_HOW TO COMPLETE THIS TASK_: Return all the lines below in which the string "Sets" appears.

(Collected data)
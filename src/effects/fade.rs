// Copyright (C) 2026 Michael Wilson <mike@mdwn.dev>
//
// This program is free software: you can redistribute it and/or modify it under
// the terms of the GNU General Public License as published by the Free Software
// Foundation, version 3.
//
// This program is distributed in the hope that it will be useful, but WITHOUT
// ANY WARRANTY; without even the implied warranty of MERCHANTABILITY or FITNESS
// FOR A PARTICULAR PURPOSE. See the GNU General Public License for more details.
//
// You should have received a copy of the GNU General Public License along with
// this program. If not, see <https://www.gnu.org/licenses/>.
//
use std::time::Duration;

use super::{
    check_count, check_interval, common_builder_methods, nth, Common, ConfigError, Effect,
    Length, Policy, Timing,
};
use crate::{color::Color, device::LightState};

pub const DEFAULT_FADE_DURATION: Duration = Duration::from_secs(10);
pub const DEFAULT_FADE_STEPS: u32 = 50;
pub const MIN_FADE_STEPS: u32 = 2;

/// A linear fade of a single color.
///
/// A fade of `steps` steps writes exactly `steps` colors: the `from` color is written as the
/// initial state, the remaining steps are spread evenly over the duration and the last one is
/// exactly `to`.
#[derive(Debug, Clone, PartialEq)]
pub struct FadeConfig {
    from: Color,
    to: Color,
    duration: Duration,
    steps: u32,
}

impl FadeConfig {
    pub fn from(&self) -> Color {
        self.from
    }

    pub fn to(&self) -> Color {
        self.to
    }

    pub fn duration(&self) -> Duration {
        self.duration
    }

    pub fn steps(&self) -> u32 {
        self.steps
    }

    /// Time between two writes.
    pub fn interval(&self) -> Duration {
        self.duration / (self.steps - 1)
    }

    pub(crate) fn initial_state(&self) -> Option<LightState> {
        Some(LightState::new().color(self.from).on())
    }

    pub(crate) fn length(&self) -> Length {
        Length::Steps(u64::from(self.steps - 1))
    }

    pub(crate) fn timing(&self, step: u64) -> Timing {
        Timing::At(nth(self.interval(), step + 1))
    }

    pub(crate) fn state_for(&self, step: u64) -> LightState {
        LightState::new().color(self.color_at(step + 1)).on()
    }

    /// The color written at the given write index, 0 being the initial state.
    pub fn color_at(&self, index: u64) -> Color {
        let last = u64::from(self.steps - 1);
        if index >= last {
            return self.to;
        }
        self.from.lerp(&self.to, index as f64 / last as f64)
    }
}

/// Builds a fade effect.
pub struct FadeBuilder {
    common: Common,
    from: Option<Color>,
    to: Option<Color>,
    duration: Duration,
    steps: u32,
}

impl Default for FadeBuilder {
    fn default() -> Self {
        FadeBuilder {
            common: Common::default(),
            from: None,
            to: None,
            duration: DEFAULT_FADE_DURATION,
            steps: DEFAULT_FADE_STEPS,
        }
    }
}

impl FadeBuilder {
    common_builder_methods!();

    /// Sets the starting color.
    pub fn from_color(mut self, from: Color) -> Self {
        self.from = Some(from);
        self
    }

    /// Sets the ending color.
    pub fn to_color(mut self, to: Color) -> Self {
        self.to = Some(to);
        self
    }

    /// Sets the total duration of the fade.
    pub fn duration(mut self, duration: Duration) -> Self {
        self.duration = duration;
        self
    }

    /// Sets the number of color writes. More steps make a smoother fade.
    pub fn steps(mut self, steps: u32) -> Self {
        self.steps = steps;
        self
    }

    pub fn build(self) -> Result<Effect, ConfigError> {
        let config = self.config()?;
        Effect::new(Policy::Fade(config), self.common)
    }

    fn config(&self) -> Result<FadeConfig, ConfigError> {
        let from = self.from.ok_or(ConfigError::MissingColor("From color"))?;
        let to = self.to.ok_or(ConfigError::MissingColor("To color"))?;
        check_count("Steps", self.steps, MIN_FADE_STEPS)?;

        let config = FadeConfig {
            from,
            to,
            duration: self.duration,
            steps: self.steps,
        };
        check_interval(config.interval())?;

        Ok(config)
    }
}

#[cfg(test)]
mod test {
    use std::sync::Arc;

    use crate::device::mock;

    use super::*;

    const RED: Color = Color::new(255, 0, 0);
    const BLUE: Color = Color::new(0, 0, 255);

    fn builder() -> FadeBuilder {
        Effect::fade()
            .light(Arc::new(mock::Light::new("mock-fade")))
            .from_color(RED)
            .to_color(BLUE)
    }

    #[test]
    fn test_defaults() {
        let effect = builder().build().expect("default fade should build");
        let Policy::Fade(config) = effect.policy() else {
            panic!("expected a fade policy");
        };
        assert_eq!(config.duration(), DEFAULT_FADE_DURATION);
        assert_eq!(config.steps(), DEFAULT_FADE_STEPS);
    }

    #[test]
    fn test_validation() {
        assert_eq!(
            Effect::fade().from_color(RED).to_color(BLUE).build().err(),
            Some(ConfigError::MissingLight)
        );
        assert_eq!(
            builder().steps(1).build().err(),
            Some(ConfigError::TooFewSteps {
                field: "Steps",
                min: 2,
                actual: 1
            })
        );
        assert!(matches!(
            builder()
                .duration(Duration::from_millis(90))
                .steps(11)
                .build()
                .err(),
            Some(ConfigError::StepTooShort { .. })
        ));
        assert!(builder()
            .duration(Duration::from_millis(100))
            .steps(11)
            .build()
            .is_ok());

        let missing_to = Effect::fade()
            .light(Arc::new(mock::Light::new("mock-fade")))
            .from_color(RED)
            .build();
        assert_eq!(missing_to.err(), Some(ConfigError::MissingColor("To color")));
    }

    #[test]
    fn test_plan() {
        let effect = builder()
            .duration(Duration::from_millis(500))
            .steps(5)
            .build()
            .expect("fade should build");
        let policy = effect.policy();

        assert_eq!(policy.length(), Length::Steps(4));
        assert_eq!(
            policy.initial_state(true),
            Some(LightState::new().color(RED).on())
        );
        assert_eq!(policy.timing(0), Timing::At(Duration::from_millis(125)));
        assert_eq!(policy.timing(3), Timing::At(Duration::from_millis(500)));
        assert_eq!(policy.state_for(1), LightState::new().color(Color::new(127, 0, 127)).on());
        assert_eq!(policy.state_for(3), LightState::new().color(BLUE).on());
    }

    #[test]
    fn test_last_color_is_exact() {
        let config = FadeConfig {
            from: Color::new(3, 7, 11),
            to: Color::new(254, 1, 128),
            duration: Duration::from_secs(1),
            steps: 7,
        };
        assert_eq!(config.color_at(0), config.from());
        assert_eq!(config.color_at(6), config.to());
    }
}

_RESPONSE TO THE TASK_:
    /// Sets the starting color.
    /// Sets the ending color.
    /// Sets the total duration of the fade.
    /// Sets the number of color writes. More steps make a smoother fade.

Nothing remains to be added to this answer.